Tie race, class, geographical location, and gender into it and depending on how it all goes, it can all go south very quickly. Someone who had the funds to go to a prestigious liberal university may look down on someone who didn’t have access to the same education as them, whether it’s because they choose not to go to school or because they lack the funds to do so. Think of a man feeling the instinctive need to educate a woman on what “sexism” actually is, infantilizing her on something she is well-versed in or explaining her own major to her despite the fact she holds a higher degree than him. Or a white woman talking down to a black man and explaining to him what “racism” truly is when being called out. Or if someone from a red state is already dismissed as being a “stupid redneck” by a liberal from Chicago despite the fact that they might be a minority member of the LGBT community.
High intellect is not attached with kindness and understanding. High social awareness does not mean you can’t ever be wrong or you can’t hurt or oppress someone. You’re not incapable of having racist or sexist intentions just because you vote democrat. We must get rid of the narrative that someone who’s liberal, shares articles about racism on Facebook, and publicly supports Black Lives Matters must mean they’re a good person by default or they’re “woke bae”. Liberals vs Conservatives is often translated to Good vs Evil which makes it harder to correct people who believe that because they are democratic and progressive, they are incapable of doing harm to the very people they supposedly stand by. They can be just as bad, if not worse than their Republican counterparts that they decry.
No matter how smart or socially aware someone is does not mean they’re immune to being called out or being terrible in other aspects of their life.
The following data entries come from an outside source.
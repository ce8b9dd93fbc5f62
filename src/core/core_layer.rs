// The core module contains all business logic.
// Each feature gets its own submodule.

#[path = "comments/comment_search.rs"]
pub mod comments;

#[path = "commands/mod.rs"]
pub mod commands;

#[path = "imgur/mod.rs"]
pub mod imgur;

#[path = "tracking/mod.rs"]
pub mod tracking;
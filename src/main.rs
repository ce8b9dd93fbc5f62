// This is the entry point of the Imgur tracker bot.
//
// **Architecture Overview:**
// - `core/` = Business logic (platform-agnostic)
// - `infra/` = Implementations of core traits (HTTP client, in-memory store, config)
// - `discord/` = Discord-specific adapters (router, commands)
//
// This file's job is to:
// 1. Load configuration
// 2. Initialize services (dependency injection)
// 3. Build the command registry
// 4. Set up the Discord framework and route messages to it

// These attrs point each module declaration at a more descriptive root file
// so we don't end up with half a dozen mod.rs files that all look the same.
#[path = "core/core_layer.rs"]
mod core;
#[path = "discord/discord_layer.rs"]
mod discord;
#[path = "infra/infra_layer.rs"]
mod infra;

use std::sync::Arc;

use anyhow::Context as _;
use poise::serenity_prelude as serenity;

use crate::core::imgur::ImgurService;
use crate::core::tracking::TrackerService;
use crate::discord::commands::build_registry;
use crate::discord::{router, Data, Error};
use crate::infra::config::BotConfig;
use crate::infra::imgur::ImgurApiClient;
use crate::infra::tracking::InMemoryTrackerStore;

/// Event handler for non-slash Discord events.
/// Every message goes through the prefix-command router.
async fn event_handler(
    ctx: &serenity::Context,
    event: &serenity::FullEvent,
    _framework: poise::FrameworkContext<'_, Data, Error>,
    data: &Data,
) -> Result<(), Error> {
    if let serenity::FullEvent::Message { new_message } = event {
        if let Err(e) = router::handle_message(ctx, new_message, data).await {
            tracing::error!(
                channel_id = new_message.channel_id.get(),
                "Failed to handle message: {}",
                e
            );
        }
    }

    Ok(())
}

#[tokio::main]
async fn main() -> anyhow::Result<()> {
    // Initialize logging so we can see what's happening
    tracing_subscriber::fmt::init();

    // Load environment variables from .env file (if it exists)
    dotenv::dotenv().ok();

    let config = BotConfig::from_env()?;

    // ========================================================================
    // DEPENDENCY INJECTION
    // ========================================================================
    // This is the "composition root" where we wire everything together.

    let imgur_client = ImgurApiClient::new(&config.imgur_client_id)
        .context("Failed to create Imgur API client")?;

    let tracker_service = Arc::new(TrackerService::new(
        imgur_client.clone(),
        InMemoryTrackerStore::new(),
    ));
    let imgur_service = Arc::new(ImgurService::new(imgur_client));

    let registry = build_registry(
        Arc::clone(&tracker_service),
        imgur_service,
        &config.command_prefix,
    );
    tracing::info!(
        commands = registry.len(),
        prefix = %config.command_prefix,
        "Command registry ready"
    );

    let data = Data {
        trackers: tracker_service,
        commands: Arc::new(registry),
        prefix: config.command_prefix.clone(),
    };

    // ========================================================================
    // DISCORD FRAMEWORK SETUP
    // ========================================================================

    let intents = serenity::GatewayIntents::GUILD_MESSAGES
        | serenity::GatewayIntents::DIRECT_MESSAGES
        | serenity::GatewayIntents::MESSAGE_CONTENT // Required to read message content
        | serenity::GatewayIntents::GUILDS
        | serenity::GatewayIntents::GUILD_MEMBERS;

    let framework = poise::Framework::builder()
        .options(poise::FrameworkOptions {
            commands: vec![discord::commands::help::help()],
            event_handler: |ctx, event, framework, data| {
                Box::pin(event_handler(ctx, event, framework, data))
            },
            ..Default::default()
        })
        .setup(|ctx, _ready, framework| {
            Box::pin(async move {
                tracing::info!("Bot is starting up...");

                // Register slash commands globally (can take up to an hour to propagate)
                poise::builtins::register_globally(ctx, &framework.options().commands).await?;

                tracing::info!("Bot is ready!");
                Ok(data)
            })
        })
        .build();

    let mut client = serenity::ClientBuilder::new(&config.discord_token, intents)
        .framework(framework)
        .await
        .context("Error creating client")?;

    client.start().await.context("Error running bot")?;

    Ok(())
}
Educating other people and being educated should have a balance. By throwing in your academic status as if to say you have more authority over the situation isn’t helpful when you’re trying to educate someone. It’s one thing to prove you have credentials when you’re being talked down to in something that’s your specialty. However, it’s another thing when someone tries to present to you their side in a respectful manner, only to be met with rudeness. Your degree is not a badge of authority.
I want my side to do better. I want them to present themselves better. To resort to bullying, shaming, gaslighting, group attacks, and whatnot proves they’re not here to help. They’re here to stroke their own egos, try to prove how “woke”and how great of an “ally” they are. It doesn’t matter how many Anti-Trump protests someone has been to, how many black friends they have, if their degree lies in social justice, or if they call themselves a feminist. As Stacey Patton had said, “..Calling oneself “deeply progressive” doesn’t mean anything when actions translate to repression and oppression”. Progressive liberals are not immune to oppressing others. Again, by cultivating an environment where no one feels safe to express their views in fear of being mocked and ambushed by someone’s friends and followers, no one is actually getting educated.
I want my side to think outside of themselves for a moment: Think of how having a smug condescending attitude is actually helpful to anyone. Think of how maybe the people who are not grasping certain concepts and points are not from the same walks of life as them, whether they have a learning disability, a different learning style, suffering from depression, they simply don’t understand, or whatever the case maybe — Think carefully of your approach to someone before you go off on them and call them a “stupid bigot” for not understanding you the first time.